Juan Felipe Herrera visits the American Folklife Center and discusses Woody Guthrie and the Alan Lomax Collection with curator Todd Harvey. View the webcast, read the Poet Laureate’s poem response, and learn more about the collection from the curator.

Response

EL JARDIN: Woody Guthrie, Folk Song Pioneer

Back in the early ‘60s I had a room in my “second house” stocked with separate music listening rooms and thousands of albums, all the way from Beethoven to Joan Baez, John Hammond, Josh White, Bob Dylan, and the man himself, Woody Guthrie, folksong pioneer. (There would not be a Bob Dylan or Joan Baez or what is called “Indie” music today without Woody). I listened hard in that twangy room—and I am talking about the music room in the San Diego Main Library on E. Street right across the post office in sunny orange sunshine San Diego, Californio'. You needed that room if you wanted to live right as a teen in San Diego, and you needed two more things: a six-string Stella acoustic guitar and a pencil. Just like Woody—oh, and a non-stop spicy writing style. The style popped out of the page at the American Folklife Center in the Library of Congress. My hands trembled. My eyes veined hot. My mouth was-a-stretchin’. “This is Woody’s letter to the famous Folk music historian, Alan Lomax!” I gurgled out loud, half-droolin’ and half-laughin.’ “This letter is all about his son Arlo being born!” I noticed the scratchy beauty of his language, his sped-up mind, and his bouncy, woodsy, truth-sweaty wordin.’ “This is how a great folksong writer writes!” I yelled out. Read the following, word-for-word in the voice of Woody’s, about his newborn child, 1942, July 10th, Brooklyn, New York: “I’d like to see every wiggler in this humanly race come out painless and go out painless and come down painless.” A line later Woody continues in caps and indented poetry lines:

              “I AM PAINLESS
OR I WAS
AND JUST HOPE
YOU WORLD LIVERS
WILL BY GOD
HELP ME TO STAY
PAINLESS.

I GO BY THE NAME ARLO.”

“A beauty. A poet-song-writer. A man fully alive and playful.”I say softly layin’ down the document. Now it is your turn. Write a letter to someone important in a folksy, rugged, country style—just loosen up. Write about waking up, being born and facing an incredible new day of all-cracklin’ life! Here’s my poem to getya’ going’ --

JUS’ STEP OUT, JUMP BACK!

I am painless
with these Autumn leaves come rollin’ ‘cross the street
tiny feathers of high-flyin’ hungry birds too
I am callin’ all the world livers
get up and follow these forgotten songs
you don’t need no money
not even a bowtie or a fancy bun on your head
jus’ step on out jump back
see the miracle headin’ your way? I go
by the name Woody

Juan Felipe Herrera
21st Poet Laureate of the United States

Curator's Comments

“The Poet Laureate? Coming here? And he wants to see Woody Guthrie manuscripts?” Many researchers visit the American Folklife Center for our Guthrie materials. Our collections hold documentation of a unique friendship that blossomed during the 1940s between Guthrie and Alan Lomax, the Assistant in Charge of the Archive of American Folk-Song. Lomax recorded Woody first in 1940 and then featured the singer on his CBS radio broadcasts. The two corresponded into the early 1950s when Lomax emigrated to Europe and Guthrie’s health began to decline.

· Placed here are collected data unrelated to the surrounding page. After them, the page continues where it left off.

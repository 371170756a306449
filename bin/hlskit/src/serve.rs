use std::{future::IntoFuture, net::SocketAddr, path::PathBuf, sync::Arc};

use bytes::Bytes;
use chrono::{DateTime, Utc};
use clap::Args;
use hlskit::{
    client::TrackCallbacks, ClientBuilder, ClientTrack, Codec, HlsError, HlsResult, Muxer,
    MuxerBuilder, MuxerConfig, MuxerVariant, Track,
};
use tokio::{
    net::TcpListener,
    sync::{mpsc, oneshot},
};

fn parse_variant(value: &str) -> Result<MuxerVariant, String> {
    serde_json::from_value(serde_json::Value::String(value.to_string()))
        .map_err(|_| format!("unknown variant {value}, expected mpeg-ts, fmp4 or low-latency"))
}

#[derive(Args, Debug)]
pub struct ServeCommand {
    /// Address to serve the relayed stream on
    #[clap(short, long, default_value = "127.0.0.1:8888", env = "HLSKIT_LISTEN")]
    listen: SocketAddr,

    /// Muxer configuration file, in JSON
    #[clap(short, long, env = "HLSKIT_CONFIG")]
    config: Option<PathBuf>,

    /// Muxer variant: mpeg-ts, fmp4 or low-latency
    #[clap(long, value_parser = parse_variant)]
    variant: Option<MuxerVariant>,

    /// Store segments in this directory instead of RAM
    #[clap(long)]
    directory: Option<PathBuf>,

    /// SHA-256 fingerprint of the upstream server certificate, in hex
    #[clap(long, env = "HLSKIT_TLS_FINGERPRINT")]
    fingerprint: Option<String>,

    /// Upstream playlist URL
    url: String,
}

enum Payload {
    Av1(Vec<Bytes>),
    Vp9(Bytes),
    H264(Vec<Bytes>),
    H265(Vec<Bytes>),
    Opus(Vec<Bytes>),
    Mpeg4Audio(Vec<Bytes>),
    Mpeg1Audio(Vec<Bytes>),
    Klv(Bytes),
}

/// A sample received by the client, on its way to the muxer.
struct Relayed {
    track: usize,
    ntp: DateTime<Utc>,
    pts: i64,
    payload: Payload,
}

fn can_mux(variant: MuxerVariant, codec: &Codec) -> bool {
    match variant {
        MuxerVariant::MpegTs => codec.ts_codec().is_some(),
        MuxerVariant::Fmp4 | MuxerVariant::LowLatency => *codec != Codec::Klv,
    }
}

fn relay(
    callbacks: &mut TrackCallbacks,
    track: Arc<ClientTrack>,
    muxer_track: usize,
    tx: mpsc::UnboundedSender<Relayed>,
) -> HlsResult<()> {
    let send = {
        let track = track.clone();
        move |pts: i64, payload: Payload| {
            tx.send(Relayed {
                track: muxer_track,
                ntp: track.absolute_time().unwrap_or_else(Utc::now),
                pts,
                payload,
            })
            .map_err(|_| HlsError::Terminated)
        }
    };

    match track.codec() {
        Codec::Av1 { .. } => {
            callbacks.on_data_av1(&track, move |pts, obus| send(pts, Payload::Av1(obus)))
        }
        Codec::Vp9(_) => {
            callbacks.on_data_vp9(&track, move |pts, frame| send(pts, Payload::Vp9(frame)))
        }
        Codec::H264 { .. } => {
            callbacks.on_data_h26x(&track, move |pts, _, au| send(pts, Payload::H264(au)))
        }
        Codec::H265 { .. } => {
            callbacks.on_data_h26x(&track, move |pts, _, au| send(pts, Payload::H265(au)))
        }
        Codec::Opus { .. } => {
            callbacks.on_data_opus(&track, move |pts, packets| send(pts, Payload::Opus(packets)))
        }
        Codec::Mpeg4Audio(_) => callbacks
            .on_data_mpeg4audio(&track, move |pts, aus| send(pts, Payload::Mpeg4Audio(aus))),
        Codec::Mpeg1Audio => callbacks
            .on_data_mpeg1audio(&track, move |pts, frames| send(pts, Payload::Mpeg1Audio(frames))),
        Codec::Klv => {
            callbacks.on_data_klv(&track, move |pts, unit| send(pts, Payload::Klv(unit)))
        }
    }
}

async fn write(muxer: &Muxer, sample: Relayed) -> HlsResult<()> {
    let Relayed {
        track,
        ntp,
        pts,
        payload,
    } = sample;
    match payload {
        Payload::Av1(obus) => muxer.write_av1(track, ntp, pts, obus).await,
        Payload::Vp9(frame) => muxer.write_vp9(track, ntp, pts, frame).await,
        Payload::H264(au) => muxer.write_h264(track, ntp, pts, au).await,
        Payload::H265(au) => muxer.write_h265(track, ntp, pts, au).await,
        Payload::Opus(packets) => muxer.write_opus(track, ntp, pts, packets).await,
        Payload::Mpeg4Audio(aus) => muxer.write_mpeg4audio(track, ntp, pts, aus).await,
        Payload::Mpeg1Audio(frames) => muxer.write_mpeg1audio(track, ntp, pts, frames).await,
        Payload::Klv(unit) => muxer.write_klv(track, ntp, pts, unit).await,
    }
}

impl ServeCommand {
    async fn muxer_config(&self) -> anyhow::Result<MuxerConfig> {
        let mut config = match &self.config {
            Some(path) => serde_json::from_str(&tokio::fs::read_to_string(path).await?)?,
            None => MuxerConfig::default(),
        };
        if let Some(variant) = self.variant {
            config.variant = variant;
        }
        if let Some(directory) = &self.directory {
            config.directory = Some(directory.clone());
        }
        Ok(config)
    }

    pub async fn run(self) -> anyhow::Result<()> {
        let config = self.muxer_config().await?;
        let variant = config.variant;

        let (tracks_tx, tracks_rx) = oneshot::channel::<Vec<Track>>();
        let (samples_tx, mut samples_rx) = mpsc::unbounded_channel();

        let mut builder = ClientBuilder::new(&self.url);
        if let Some(fingerprint) = &self.fingerprint {
            builder = builder.tls_fingerprint(fingerprint);
        }
        let mut client = builder
            .on_tracks(move |callbacks| {
                let mut muxed = Vec::new();
                let mut has_video = false;
                for track in callbacks.tracks().to_vec() {
                    let codec = track.codec();
                    if !can_mux(variant, codec) || (codec.is_video() && has_video) {
                        log::warn!("track {} ({}) is not relayed", track.index(), codec.name());
                        continue;
                    }
                    has_video |= codec.is_video();
                    muxed.push(track.track().clone());
                    relay(callbacks, track, muxed.len() - 1, samples_tx.clone())?;
                }
                let _ = tracks_tx.send(muxed);
                Ok(())
            })
            .build()?;
        client.start()?;

        let tracks = tokio::select! {
            tracks = tracks_rx => tracks?,
            err = client.wait() => return Err(err.into()),
        };
        let muxer = tracks
            .into_iter()
            .fold(MuxerBuilder::new().config(config), |builder, track| builder.track(track))
            .build();
        muxer.start().await?;

        let listener = TcpListener::bind(self.listen).await?;
        log::info!("serving http://{}/index.m3u8", self.listen);

        let writer = {
            let muxer = muxer.clone();
            async move {
                while let Some(sample) = samples_rx.recv().await {
                    write(&muxer, sample).await?;
                }
                anyhow::Ok(())
            }
        };

        let result = tokio::select! {
            res = axum::serve(listener, muxer.router()).into_future() => res.map_err(Into::into),
            res = writer => res,
            err = client.wait() => Err(err.into()),
            _ = tokio::signal::ctrl_c() => Ok(()),
        };

        client.close().await;
        muxer.close().await;
        result
    }
}
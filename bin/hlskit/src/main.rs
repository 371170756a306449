use clap::{Parser, Subcommand};

mod probe;
mod serve;

#[derive(Parser, Debug)]
#[clap(version, about)]
struct HlskitArgs {
    #[clap(subcommand)]
    command: HlskitCommand,
}

#[derive(Subcommand, Debug)]
enum HlskitCommand {
    /// Print the tracks of a stream and the timestamps of its samples
    Probe(probe::ProbeCommand),
    /// Relay a stream through the muxer and serve it over HTTP
    Serve(serve::ServeCommand),
}

#[tokio::main]
async fn main() -> anyhow::Result<()> {
    tracing_subscriber::fmt()
        .with_env_filter(
            tracing_subscriber::EnvFilter::builder()
                .with_default_directive(tracing_subscriber::filter::LevelFilter::INFO.into())
                .try_from_env()
                .unwrap_or_else(|_| "info".into()),
        )
        .with_writer(std::io::stderr)
        .init();

    let args = HlskitArgs::parse();
    match args.command {
        HlskitCommand::Probe(command) => command.run().await,
        HlskitCommand::Serve(command) => command.run().await,
    }
}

Woody once called us the “skid row section of the poor folk’s division of the Library of Congress,” so it was a surprise when the Poet Laureate scheduled a visit. At the appointed hour an unassuming man walked into the Folklife Reading Room and introduced himself as Juan Felipe Herrera, come to explore the cultural expression of ordinary Americans.

When we began to look at the Guthrie manuscripts I saw them through the eyes of a powerful artist. He spoke aloud passages from Woody’s writing, feeling them in his own voice. As a sculptor touches, a poet speaks. Herrera explored the granularity of Guthrie’s rhyming plosives and fricatives and the train wheel repetition of events and objects that enliven much of his correspondence.

The Poet Laureate lingered over one piece in particular, and this was captured on video. When Arlo Guthrie was born in 1947, Woody made an announcement “to all you Lomaxes.” In it, Arlo described his own entrance into the world. The raw and lively sentiment clearly gripped my new friend and Juan Felipe, in turn, provided insight that allowed me to experience these words anew, even after a decade of living daily with the collection.